■ **WHAT THE EXERCISE ASKS**
What lines of the listing below contain the word "WarehouseService"? Copy each of them out.
···
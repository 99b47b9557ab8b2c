//! Logging configuration for databricks-mcp.
//!
//! stdout carries protocol traffic, so logs never go there. They are written
//! to stderr by default, or to a file in the state directory on request.

use std::fs::{self, File};
use std::path::PathBuf;
use tracing_subscriber::EnvFilter;

fn env_filter() -> EnvFilter {
    EnvFilter::try_from_default_env().unwrap_or_else(|_| EnvFilter::new("info"))
}

/// Initializes logging to a file.
///
/// Location: `~/.local/state/databricks-mcp/databricks-mcp.log` on Linux
/// (XDG state directory), or the platform-appropriate state/config directory
/// on other systems. Falls back to stderr if the file cannot be created.
pub fn init_file_logging() {
    let log_path = get_log_path();

    if let Some(parent) = log_path.parent() {
        if let Err(e) = fs::create_dir_all(parent) {
            eprintln!("Warning: Could not create log directory: {e}");
            init_stderr_logging();
            return;
        }
    }

    // Truncate on each run to avoid unbounded growth
    let log_file = match File::create(&log_path) {
        Ok(f) => f,
        Err(e) => {
            eprintln!("Warning: Could not create log file: {e}");
            init_stderr_logging();
            return;
        }
    };

    tracing_subscriber::fmt()
        .with_env_filter(env_filter())
        .with_writer(log_file)
        .with_ansi(false)
        .init();
}

/// Initializes logging to stderr.
pub fn init_stderr_logging() {
    tracing_subscriber::fmt()
        .with_env_filter(env_filter())
        .with_writer(std::io::stderr)
        .init();
}

/// Returns the path for the log file.
pub fn get_log_path() -> PathBuf {
    if let Some(state_dir) = dirs::state_dir() {
        return state_dir.join("databricks-mcp").join("databricks-mcp.log");
    }

    if let Some(config_dir) = dirs::config_dir() {
        return config_dir.join("databricks-mcp").join("databricks-mcp.log");
    }

    std::env::temp_dir().join("databricks-mcp.log")
}
//! Mock workspace client for testing.
//!
//! Provides a scripted in-memory workspace: fixed namespace listings, a queue
//! of statement statuses, result chunks, injectable failures and call
//! counters.

use async_trait::async_trait;
use std::collections::{HashMap, HashSet, VecDeque};
use std::sync::{Mutex, MutexGuard};
use tokio_util::sync::CancellationToken;

use super::{
    ApiError, CatalogInfo, ExecuteStatementRequest, ListTablesRequest, NamespaceService,
    ResultColumn, ResultData, ResultManifest, ResultSchema, SchemaInfo, ServiceError,
    StatementResponse, StatementService, StatementState, StatementStatus, TableInfo, TablesPage,
    WarehouseInfo, WarehouseService,
};

/// A remote call the mock can be told to fail or to cancel a token during.
#[derive(Debug, Clone, Copy, PartialEq, Eq, Hash)]
pub enum MockCall {
    ListCatalogs,
    ListSchemas,
    ListTables,
    GetTable,
    ListWarehouses,
    Submit,
    StatusFetch,
    ChunkFetch(u32),
    Cancel,
}

#[derive(Default)]
struct MockState {
    submit_response: Option<StatementResponse>,
    statuses: VecDeque<StatementResponse>,
    last_status: Option<StatementResponse>,
    chunks: HashMap<u32, ResultData>,
    failures: HashSet<MockCall>,
    cancel_triggers: HashMap<MockCall, CancellationToken>,
    submissions: Vec<ExecuteStatementRequest>,
    status_fetches: usize,
    chunk_fetches: Vec<u32>,
    cancels: Vec<String>,
    warehouse_listings: usize,
    table_requests: Vec<ListTablesRequest>,
}

/// A mock workspace client that returns predefined results.
pub struct MockWorkspace {
    catalogs: Vec<CatalogInfo>,
    schemas: Vec<SchemaInfo>,
    tables: Vec<TableInfo>,
    warehouses: Vec<WarehouseInfo>,
    page_size: usize,
    state: Mutex<MockState>,
}

impl MockWorkspace {
    /// Creates an empty mock workspace.
    pub fn new() -> Self {
        Self {
            catalogs: Vec::new(),
            schemas: Vec::new(),
            tables: Vec::new(),
            warehouses: Vec::new(),
            page_size: 50,
            state: Mutex::new(MockState::default()),
        }
    }

    /// Creates a small populated workspace for local experimentation.
    pub fn demo() -> Self {
        let tables = ["customers", "orders", "order_items", "products"]
            .into_iter()
            .map(|name| TableInfo::new("main", "sales", name))
            .collect();

        Self::new()
            .with_catalogs(vec![CatalogInfo::new("main"), CatalogInfo::new("samples")])
            .with_schemas(vec![
                SchemaInfo::new("main", "default"),
                SchemaInfo::new("main", "sales"),
            ])
            .with_tables(tables)
            .with_warehouses(vec![WarehouseInfo::new("mock-warehouse", "Mock Serverless")])
    }

    pub fn with_catalogs(mut self, catalogs: Vec<CatalogInfo>) -> Self {
        self.catalogs = catalogs;
        self
    }

    pub fn with_schemas(mut self, schemas: Vec<SchemaInfo>) -> Self {
        self.schemas = schemas;
        self
    }

    pub fn with_tables(mut self, tables: Vec<TableInfo>) -> Self {
        self.tables = tables;
        self
    }

    pub fn with_warehouses(mut self, warehouses: Vec<WarehouseInfo>) -> Self {
        self.warehouses = warehouses;
        self
    }

    /// Sets how many tables a single listing page holds.
    pub fn with_page_size(mut self, page_size: usize) -> Self {
        self.page_size = page_size.max(1);
        self
    }

    /// Sets the response returned by statement submission.
    pub fn with_submit_response(self, response: StatementResponse) -> Self {
        self.lock().submit_response = Some(response);
        self
    }

    /// Queues responses for successive status fetches. Once drained, the
    /// last one is repeated.
    pub fn with_status_sequence(self, responses: Vec<StatementResponse>) -> Self {
        self.lock().statuses.extend(responses);
        self
    }

    pub fn with_chunk(self, index: u32, data: ResultData) -> Self {
        self.lock().chunks.insert(index, data);
        self
    }

    pub fn fail_on(self, failure: MockCall) -> Self {
        self.lock().failures.insert(failure);
        self
    }

    /// Cancels `token` while serving `call`; the call itself still succeeds.
    pub fn cancel_on(self, call: MockCall, token: CancellationToken) -> Self {
        self.lock().cancel_triggers.insert(call, token);
        self
    }

    /// Returns every submitted statement request, in order.
    pub fn submissions(&self) -> Vec<ExecuteStatementRequest> {
        self.lock().submissions.clone()
    }

    pub fn status_fetch_count(&self) -> usize {
        self.lock().status_fetches
    }

    /// Returns the chunk indexes fetched, in call order.
    pub fn chunk_fetches(&self) -> Vec<u32> {
        self.lock().chunk_fetches.clone()
    }

    /// Returns the statement ids cancellation was requested for.
    pub fn cancels(&self) -> Vec<String> {
        self.lock().cancels.clone()
    }

    pub fn warehouse_listing_count(&self) -> usize {
        self.lock().warehouse_listings
    }

    /// Returns every table page request, in order.
    pub fn table_requests(&self) -> Vec<ListTablesRequest> {
        self.lock().table_requests.clone()
    }

    fn lock(&self) -> MutexGuard<'_, MockState> {
        self.state.lock().unwrap_or_else(|e| e.into_inner())
    }

    fn check(&self, call: MockCall) -> Result<(), ApiError> {
        let state = self.lock();
        if let Some(token) = state.cancel_triggers.get(&call) {
            token.cancel();
        }
        if state.failures.contains(&call) {
            return Err(ApiError::Api {
                status: 500,
                message: format!("injected failure: {call:?}"),
            });
        }
        Ok(())
    }
}

impl Default for MockWorkspace {
    fn default() -> Self {
        Self::new()
    }
}

#[async_trait]
impl NamespaceService for MockWorkspace {
    async fn list_catalogs(&self) -> Result<Vec<CatalogInfo>, ApiError> {
        self.check(MockCall::ListCatalogs)?;
        Ok(self.catalogs.clone())
    }

    async fn list_schemas(&self, catalog: &str) -> Result<Vec<SchemaInfo>, ApiError> {
        self.check(MockCall::ListSchemas)?;
        Ok(self
            .schemas
            .iter()
            .filter(|s| s.catalog_name.as_deref() == Some(catalog))
            .cloned()
            .collect())
    }

    async fn list_tables(&self, request: &ListTablesRequest) -> Result<TablesPage, ApiError> {
        self.lock().table_requests.push(request.clone());
        self.check(MockCall::ListTables)?;

        let matching: Vec<&TableInfo> = self
            .tables
            .iter()
            .filter(|t| {
                t.catalog_name.as_deref() == Some(request.catalog_name.as_str())
                    && t.schema_name.as_deref() == Some(request.schema_name.as_str())
            })
            .collect();

        let offset = match &request.page_token {
            Some(token) => token
                .parse::<usize>()
                .map_err(|_| ApiError::Decode(format!("bad page token '{token}'")))?,
            None => 0,
        };
        let page_size = match request.max_results {
            Some(max) if max > 0 => self.page_size.min(max as usize),
            _ => self.page_size,
        };
        let end = (offset + page_size).min(matching.len());

        let tables = matching[offset.min(end)..end]
            .iter()
            .map(|t| {
                let mut table = (*t).clone();
                if request.omit_columns {
                    table.columns = None;
                }
                if request.omit_properties {
                    table.properties = None;
                }
                table
            })
            .collect();
        let next_page_token = (end < matching.len()).then(|| end.to_string());

        Ok(TablesPage {
            tables,
            next_page_token,
        })
    }

    async fn get_table(&self, full_name: &str) -> Result<TableInfo, ApiError> {
        self.check(MockCall::GetTable)?;
        self.tables
            .iter()
            .find(|t| t.full_name.as_deref() == Some(full_name))
            .cloned()
            .ok_or(ApiError::NotFound)
    }
}

#[async_trait]
impl WarehouseService for MockWorkspace {
    async fn list_warehouses(&self) -> Result<Vec<WarehouseInfo>, ApiError> {
        self.lock().warehouse_listings += 1;
        self.check(MockCall::ListWarehouses)?;
        Ok(self.warehouses.clone())
    }
}

#[async_trait]
impl StatementService for MockWorkspace {
    async fn execute_statement(
        &self,
        request: &ExecuteStatementRequest,
    ) -> Result<StatementResponse, ApiError> {
        let mut state = self.lock();
        state.submissions.push(request.clone());
        drop(state);
        self.check(MockCall::Submit)?;

        let mut state = self.lock();
        let response = match &state.submit_response {
            Some(response) => response.clone(),
            None => {
                // Unscripted: echo the statement back as a one-row result.
                let id = format!("mock-statement-{}", state.submissions.len());
                succeeded_response(
                    &id,
                    &["result"],
                    vec![vec![request.statement.as_str()]],
                    None,
                )
            }
        };
        state.last_status = Some(response.clone());
        Ok(response)
    }

    async fn get_statement(&self, statement_id: &str) -> Result<StatementResponse, ApiError> {
        self.lock().status_fetches += 1;
        self.check(MockCall::StatusFetch)?;

        let mut state = self.lock();
        let next = match state.statuses.pop_front() {
            Some(response) => response,
            None => state
                .last_status
                .clone()
                .ok_or_else(|| ApiError::Api {
                    status: 404,
                    message: format!("unknown statement {statement_id}"),
                })?,
        };
        state.last_status = Some(next.clone());
        Ok(next)
    }

    async fn get_result_chunk(
        &self,
        _statement_id: &str,
        chunk_index: u32,
    ) -> Result<ResultData, ApiError> {
        self.lock().chunk_fetches.push(chunk_index);
        self.check(MockCall::ChunkFetch(chunk_index))?;
        self.lock()
            .chunks
            .get(&chunk_index)
            .cloned()
            .ok_or(ApiError::NotFound)
    }

    async fn cancel_statement(&self, statement_id: &str) -> Result<(), ApiError> {
        self.lock().cancels.push(statement_id.to_string());
        self.check(MockCall::Cancel)
    }
}

/// Builds a statement response in the given state with no result payload.
pub fn status_response(statement_id: &str, state: StatementState) -> StatementResponse {
    StatementResponse {
        statement_id: Some(statement_id.to_string()),
        status: StatementStatus { state, error: None },
        manifest: None,
        result: None,
    }
}

/// Builds a FAILED statement response carrying an error detail.
pub fn failed_response(statement_id: &str, message: &str) -> StatementResponse {
    let mut response = status_response(statement_id, StatementState::Failed);
    response.status.error = Some(ServiceError {
        error_code: Some("BAD_REQUEST".to_string()),
        message: message.to_string(),
    });
    response
}

/// Builds a SUCCEEDED response with string columns and an embedded first chunk.
pub fn succeeded_response(
    statement_id: &str,
    columns: &[&str],
    rows: Vec<Vec<&str>>,
    next_chunk_index: Option<u32>,
) -> StatementResponse {
    let columns = columns
        .iter()
        .enumerate()
        .map(|(i, name)| ResultColumn {
            name: name.to_string(),
            type_name: Some("STRING".to_string()),
            type_text: Some("STRING".to_string()),
            position: Some(i as u32),
        })
        .collect::<Vec<_>>();

    let mut response = status_response(statement_id, StatementState::Succeeded);
    response.manifest = Some(ResultManifest {
        format: Some("JSON_ARRAY".to_string()),
        schema: Some(ResultSchema {
            column_count: Some(columns.len() as u32),
            columns,
        }),
        ..Default::default()
    });
    response.result = Some(chunk(0, rows, next_chunk_index));
    response
}

/// Builds a result chunk.
pub fn chunk(index: u32, rows: Vec<Vec<&str>>, next_chunk_index: Option<u32>) -> ResultData {
    let data_array: Vec<Vec<Option<String>>> = rows
        .into_iter()
        .map(|row| row.into_iter().map(|cell| Some(cell.to_string())).collect())
        .collect();

    ResultData {
        chunk_index: Some(index),
        row_offset: None,
        row_count: Some(data_array.len() as i64),
        data_array: Some(data_array),
        next_chunk_index,
    }
}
···
■ **RESULT BELOW**
    WarehouseInfo, WarehouseService,
impl WarehouseService for MockWorkspace {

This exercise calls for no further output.